── LISTED ENTRIES

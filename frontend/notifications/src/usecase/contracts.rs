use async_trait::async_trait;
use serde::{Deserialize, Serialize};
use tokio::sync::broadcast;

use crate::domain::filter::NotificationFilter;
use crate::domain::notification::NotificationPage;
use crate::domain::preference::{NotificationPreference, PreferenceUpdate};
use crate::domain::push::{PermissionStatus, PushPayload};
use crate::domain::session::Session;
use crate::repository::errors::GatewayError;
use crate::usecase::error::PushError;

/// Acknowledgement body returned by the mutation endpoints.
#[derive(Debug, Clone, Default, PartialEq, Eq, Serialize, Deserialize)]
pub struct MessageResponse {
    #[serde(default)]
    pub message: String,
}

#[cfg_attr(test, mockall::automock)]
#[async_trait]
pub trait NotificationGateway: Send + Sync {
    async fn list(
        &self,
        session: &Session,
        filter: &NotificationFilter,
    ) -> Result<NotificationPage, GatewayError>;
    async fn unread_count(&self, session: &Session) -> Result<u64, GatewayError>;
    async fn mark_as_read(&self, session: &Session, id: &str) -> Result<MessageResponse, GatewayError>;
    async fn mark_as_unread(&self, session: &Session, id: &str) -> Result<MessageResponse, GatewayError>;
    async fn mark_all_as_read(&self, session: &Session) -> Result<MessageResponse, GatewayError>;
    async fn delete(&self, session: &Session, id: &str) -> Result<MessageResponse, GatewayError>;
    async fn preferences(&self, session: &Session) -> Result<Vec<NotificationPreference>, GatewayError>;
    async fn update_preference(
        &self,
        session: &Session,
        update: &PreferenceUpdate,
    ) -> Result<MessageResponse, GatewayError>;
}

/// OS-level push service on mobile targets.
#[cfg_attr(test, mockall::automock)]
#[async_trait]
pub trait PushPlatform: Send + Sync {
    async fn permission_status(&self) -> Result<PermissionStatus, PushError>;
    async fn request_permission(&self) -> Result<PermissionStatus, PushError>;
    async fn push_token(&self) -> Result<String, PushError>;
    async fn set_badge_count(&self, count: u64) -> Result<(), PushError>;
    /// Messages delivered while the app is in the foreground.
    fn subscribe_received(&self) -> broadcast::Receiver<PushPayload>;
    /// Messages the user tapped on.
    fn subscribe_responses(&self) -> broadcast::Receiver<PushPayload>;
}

────

WHAT IS BEING ASKED>
Reproduce all data above, unchanged.

SOLUTION FOR THIS EXERCISE>
filename frontend/notifications/src/usecase/contracts.rs
use async_trait::async_trait;
use serde::{Deserialize, Serialize};
use tokio::sync::broadcast;

use crate::domain::filter::NotificationFilter;
use crate::domain::notification::NotificationPage;
use crate::domain::preference::{NotificationPreference, PreferenceUpdate};
use crate::domain::push::{PermissionStatus, PushPayload};
use crate::domain::session::Session;
use crate::repository::errors::GatewayError;
use crate::usecase::error::PushError;

/// Acknowledgement body returned by the mutation endpoints.
#[derive(Debug, Clone, Default, PartialEq, Eq, Serialize, Deserialize)]
pub struct MessageResponse {
    #[serde(default)]
    pub message: String,
}

#[cfg_attr(test, mockall::automock)]
#[async_trait]
pub trait NotificationGateway: Send + Sync {
    async fn list(
        &self,
        session: &Session,
        filter: &NotificationFilter,
    ) -> Result<NotificationPage, GatewayError>;
    async fn unread_count(&self, session: &Session) -> Result<u64, GatewayError>;
    async fn mark_as_read(&self, session: &Session, id: &str) -> Result<MessageResponse, GatewayError>;
    async fn mark_as_unread(&self, session: &Session, id: &str) -> Result<MessageResponse, GatewayError>;
    async fn mark_all_as_read(&self, session: &Session) -> Result<MessageResponse, GatewayError>;
    async fn delete(&self, session: &Session, id: &str) -> Result<MessageResponse, GatewayError>;
    async fn preferences(&self, session: &Session) -> Result<Vec<NotificationPreference>, GatewayError>;
    async fn update_preference(
        &self,
        session: &Session,
        update: &PreferenceUpdate,
    ) -> Result<MessageResponse, GatewayError>;
}

/// OS-level push service on mobile targets.
#[cfg_attr(test, mockall::automock)]
#[async_trait]
pub trait PushPlatform: Send + Sync {
    async fn permission_status(&self) -> Result<PermissionStatus, PushError>;
    async fn request_permission(&self) -> Result<PermissionStatus, PushError>;
    async fn push_token(&self) -> Result<String, PushError>;
    async fn set_badge_count(&self, count: u64) -> Result<(), PushError>;
    /// Messages delivered while the app is in the foreground.
    fn subscribe_received(&self) -> broadcast::Receiver<PushPayload>;
    /// Messages the user tapped on.
    fn subscribe_responses(&self) -> broadcast::Receiver<PushPayload>;
}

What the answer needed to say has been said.